* [DESCRIPTION OF THE TASK]: Check each line of the entries below for the word "struct", and copy the lines that have it.

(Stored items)
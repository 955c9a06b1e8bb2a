//! Doctor command - validate configuration and show status

use anyhow::Result;
use serde::Serialize;
use std::path::PathBuf;

use crate::args::OutputArgs;
use crate::commands::inventory::build_store;
use crate::config::AppConfig;

#[derive(Debug, Serialize)]
struct DoctorReport {
    config: CheckResult,
    store: CheckResult,
    llm: CheckResult,
    overall: String,
}

#[derive(Debug, Serialize)]
struct CheckResult {
    status: String,
    message: String,
    details: Option<serde_json::Value>,
}

impl CheckResult {
    fn ok(message: impl Into<String>) -> Self {
        Self {
            status: "ok".to_string(),
            message: message.into(),
            details: None,
        }
    }

    fn warn(message: impl Into<String>) -> Self {
        Self {
            status: "warn".to_string(),
            message: message.into(),
            details: None,
        }
    }

    fn error(message: impl Into<String>) -> Self {
        Self {
            status: "error".to_string(),
            message: message.into(),
            details: None,
        }
    }

    fn with_details(mut self, details: serde_json::Value) -> Self {
        self.details = Some(details);
        self
    }

    fn is_ok(&self) -> bool {
        self.status == "ok"
    }

    fn is_error(&self) -> bool {
        self.status == "error"
    }
}

pub async fn execute(args: OutputArgs, config_path: Option<PathBuf>) -> Result<()> {
    let mut report = DoctorReport {
        config: CheckResult::error("Not checked"),
        store: CheckResult::error("Not checked"),
        llm: CheckResult::error("Not checked"),
        overall: "error".to_string(),
    };

    let config = match AppConfig::load(config_path.as_deref()) {
        Ok(c) => {
            report.config = CheckResult::ok("Configuration loaded successfully");
            Some(c)
        }
        Err(e) => {
            report.config = CheckResult::error(format!("Failed to load config: {:#}", e));
            None
        }
    };

    if let Some(ref config) = config {
        report.store = check_store(config).await;
        report.llm = check_llm(config);
    }

    report.overall = overall_status(&[&report.config, &report.store, &report.llm]);

    if args.json {
        println!("{}", serde_json::to_string_pretty(&report)?);
    } else {
        print_report(&report);
    }

    if report.overall == "error" {
        std::process::exit(1);
    }

    Ok(())
}

fn overall_status(checks: &[&CheckResult]) -> String {
    if checks.iter().any(|c| c.is_error()) {
        "error".to_string()
    } else if checks.iter().all(|c| c.is_ok()) {
        "ok".to_string()
    } else {
        "warn".to_string()
    }
}

async fn check_store(config: &AppConfig) -> CheckResult {
    let store = match build_store(config).await {
        Ok(store) => store,
        Err(e) => return CheckResult::error(format!("Failed to open store: {:#}", e)),
    };

    let details = serde_json::json!({
        "backend": store.backend(),
        "atomic_deltas": store.atomic_deltas(),
    });

    match store.health_check().await {
        Ok(()) if store.atomic_deltas() => {
            CheckResult::ok(format!("Backend: {} (reachable)", store.backend()))
                .with_details(details)
        }
        Ok(()) => CheckResult::warn(format!(
            "Backend: {} (reachable, concurrent updates may be lost)",
            store.backend()
        ))
        .with_details(details),
        Err(e) => CheckResult::error(format!("Backend: {} unreachable: {}", store.backend(), e))
            .with_details(details),
    }
}

fn check_llm(config: &AppConfig) -> CheckResult {
    let provider = &config.llm.provider;
    let model = &config.llm.model;

    // Check if API key env var is set (without revealing the value)
    let api_key_env = match provider.as_str() {
        "openai" => &config.llm.openai.api_key_env,
        "openai_compat" => {
            if config.llm.openai_compat.base_url.trim().is_empty() {
                return CheckResult::error("OpenAI-compatible base_url is empty");
            }
            &config.llm.openai_compat.api_key_env
        }
        "stub" => return CheckResult::ok("Provider: stub (offline)"),
        other => return CheckResult::error(format!("Unknown provider: {}", other)),
    };

    if api_key_env.is_empty() {
        return CheckResult::error(format!("No API key env var configured for {}", provider));
    }

    match std::env::var(api_key_env) {
        Ok(val) if !val.is_empty() => CheckResult::ok(format!(
            "Provider: {}, Model: {}, API key: {} (set)",
            provider, model, api_key_env
        )),
        _ => CheckResult::warn(format!(
            "Provider: {}, Model: {}, API key: {} (not set)",
            provider, model, api_key_env
        )),
    }
}

fn print_report(report: &DoctorReport) {
    println!("pantry Doctor Report");
    println!("====================");
    println!();

    print_check("Config", &report.config);
    print_check("Store", &report.store);
    print_check("LLM Provider", &report.llm);

    println!();
    let symbol = match report.overall.as_str() {
        "ok" => "✓",
        "warn" => "⚠",
        _ => "✗",
    };
    println!("{} Overall: {}", symbol, report.overall.to_uppercase());
}

fn print_check(name: &str, result: &CheckResult) {
    let symbol = match result.status.as_str() {
        "ok" => "✓",
        "warn" => "⚠",
        _ => "✗",
    };
    println!("{} {}: {}", symbol, name, result.message);
}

* [COMPLETED TASK]:
struct DoctorReport {
struct CheckResult {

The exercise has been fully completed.